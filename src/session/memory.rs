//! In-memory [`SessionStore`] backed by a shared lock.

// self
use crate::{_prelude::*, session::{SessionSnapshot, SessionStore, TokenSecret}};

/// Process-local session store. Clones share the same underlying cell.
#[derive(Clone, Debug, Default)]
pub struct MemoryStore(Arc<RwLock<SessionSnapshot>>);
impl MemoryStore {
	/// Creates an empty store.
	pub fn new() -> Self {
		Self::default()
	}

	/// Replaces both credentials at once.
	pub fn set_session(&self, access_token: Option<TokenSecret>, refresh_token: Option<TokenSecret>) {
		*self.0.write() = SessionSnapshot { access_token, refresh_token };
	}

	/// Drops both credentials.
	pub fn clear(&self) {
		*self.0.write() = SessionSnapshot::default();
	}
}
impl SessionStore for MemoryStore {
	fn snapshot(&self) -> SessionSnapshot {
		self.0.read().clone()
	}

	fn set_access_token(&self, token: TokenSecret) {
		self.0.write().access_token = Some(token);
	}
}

━━━

**Work item**
Exactly as they appear above, write out the line containing "an empty store." and each line that comes after it in the records.

**Solution to this problem**
	/// Creates an empty store.
	pub fn new() -> Self {
		Self::default()
	}

	/// Replaces both credentials at once.
	pub fn set_session(&self, access_token: Option<TokenSecret>, refresh_token: Option<TokenSecret>) {
		*self.0.write() = SessionSnapshot { access_token, refresh_token };
	}

	/// Drops both credentials.
	pub fn clear(&self) {
		*self.0.write() = SessionSnapshot::default();
	}
}
impl SessionStore for MemoryStore {
	fn snapshot(&self) -> SessionSnapshot {
		self.0.read().clone()
	}

	fn set_access_token(&self, token: TokenSecret) {
		self.0.write().access_token = Some(token);
	}
}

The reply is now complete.